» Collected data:

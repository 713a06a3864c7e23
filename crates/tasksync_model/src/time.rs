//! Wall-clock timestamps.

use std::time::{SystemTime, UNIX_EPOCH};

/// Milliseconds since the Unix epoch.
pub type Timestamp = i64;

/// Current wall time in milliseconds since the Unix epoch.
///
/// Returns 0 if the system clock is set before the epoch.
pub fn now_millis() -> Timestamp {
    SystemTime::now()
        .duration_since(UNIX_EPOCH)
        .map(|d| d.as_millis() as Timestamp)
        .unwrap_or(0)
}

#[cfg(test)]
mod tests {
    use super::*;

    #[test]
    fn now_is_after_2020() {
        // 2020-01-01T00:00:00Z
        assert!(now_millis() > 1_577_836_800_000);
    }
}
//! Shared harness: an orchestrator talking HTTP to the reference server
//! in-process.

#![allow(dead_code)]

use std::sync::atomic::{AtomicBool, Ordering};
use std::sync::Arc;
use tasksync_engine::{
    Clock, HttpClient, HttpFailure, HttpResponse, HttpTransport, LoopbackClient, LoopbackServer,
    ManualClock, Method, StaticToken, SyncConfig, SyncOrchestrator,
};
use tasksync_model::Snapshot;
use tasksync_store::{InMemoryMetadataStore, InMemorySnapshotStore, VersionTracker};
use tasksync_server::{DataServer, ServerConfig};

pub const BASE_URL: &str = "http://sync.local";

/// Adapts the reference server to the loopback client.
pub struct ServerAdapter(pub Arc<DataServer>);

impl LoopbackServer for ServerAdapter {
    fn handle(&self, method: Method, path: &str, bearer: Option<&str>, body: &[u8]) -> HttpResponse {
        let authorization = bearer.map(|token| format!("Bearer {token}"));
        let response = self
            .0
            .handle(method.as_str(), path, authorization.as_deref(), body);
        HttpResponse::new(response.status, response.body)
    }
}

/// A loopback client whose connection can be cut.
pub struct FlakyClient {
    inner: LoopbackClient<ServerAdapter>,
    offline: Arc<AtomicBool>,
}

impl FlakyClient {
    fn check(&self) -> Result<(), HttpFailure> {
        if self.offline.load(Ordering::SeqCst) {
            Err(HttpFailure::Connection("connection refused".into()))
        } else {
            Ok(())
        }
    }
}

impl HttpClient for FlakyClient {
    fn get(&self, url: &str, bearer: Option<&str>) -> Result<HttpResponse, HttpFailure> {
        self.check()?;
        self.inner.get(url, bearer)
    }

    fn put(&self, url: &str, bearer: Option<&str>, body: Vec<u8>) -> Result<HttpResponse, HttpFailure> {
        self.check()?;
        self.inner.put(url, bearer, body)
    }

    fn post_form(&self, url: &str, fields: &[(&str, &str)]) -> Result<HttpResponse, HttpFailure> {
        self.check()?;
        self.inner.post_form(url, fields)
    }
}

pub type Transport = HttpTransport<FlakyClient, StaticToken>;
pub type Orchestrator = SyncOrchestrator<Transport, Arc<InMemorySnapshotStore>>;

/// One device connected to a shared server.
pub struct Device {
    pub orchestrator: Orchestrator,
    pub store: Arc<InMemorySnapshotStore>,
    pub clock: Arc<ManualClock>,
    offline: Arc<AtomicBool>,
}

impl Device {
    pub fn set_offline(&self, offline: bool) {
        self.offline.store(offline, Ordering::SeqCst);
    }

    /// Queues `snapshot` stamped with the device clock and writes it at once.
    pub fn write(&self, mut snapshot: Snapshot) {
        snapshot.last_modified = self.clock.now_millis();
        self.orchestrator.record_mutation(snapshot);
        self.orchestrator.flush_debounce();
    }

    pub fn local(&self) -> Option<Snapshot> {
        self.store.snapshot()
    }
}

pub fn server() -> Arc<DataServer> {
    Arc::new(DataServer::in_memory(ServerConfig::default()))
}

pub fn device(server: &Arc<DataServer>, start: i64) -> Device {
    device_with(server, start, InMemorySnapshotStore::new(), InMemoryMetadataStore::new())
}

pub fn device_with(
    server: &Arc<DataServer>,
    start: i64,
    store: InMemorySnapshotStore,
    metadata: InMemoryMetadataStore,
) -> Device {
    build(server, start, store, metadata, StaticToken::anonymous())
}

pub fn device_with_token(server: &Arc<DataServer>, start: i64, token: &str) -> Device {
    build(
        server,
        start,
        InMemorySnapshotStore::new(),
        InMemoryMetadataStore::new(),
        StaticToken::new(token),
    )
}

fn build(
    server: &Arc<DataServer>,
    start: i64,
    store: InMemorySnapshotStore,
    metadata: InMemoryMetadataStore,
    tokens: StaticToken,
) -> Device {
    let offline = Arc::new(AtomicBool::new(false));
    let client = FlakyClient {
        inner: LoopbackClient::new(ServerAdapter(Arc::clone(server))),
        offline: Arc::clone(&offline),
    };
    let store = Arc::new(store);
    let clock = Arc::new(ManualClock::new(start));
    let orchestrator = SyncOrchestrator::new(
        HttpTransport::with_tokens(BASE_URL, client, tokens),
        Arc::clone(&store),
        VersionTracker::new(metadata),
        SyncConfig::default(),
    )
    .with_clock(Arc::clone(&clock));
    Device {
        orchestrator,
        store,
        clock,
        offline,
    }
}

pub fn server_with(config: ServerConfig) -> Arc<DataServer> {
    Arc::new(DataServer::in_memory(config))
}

» TASK OBJECTIVE:
Write out every line of the entries that holds the word "SyncOrchestrator".

» TASK ANSWER:
    ManualClock, Method, StaticToken, SyncConfig, SyncOrchestrator,
pub type Orchestrator = SyncOrchestrator<Transport, Arc<InMemorySnapshotStore>>;
    let orchestrator = SyncOrchestrator::new(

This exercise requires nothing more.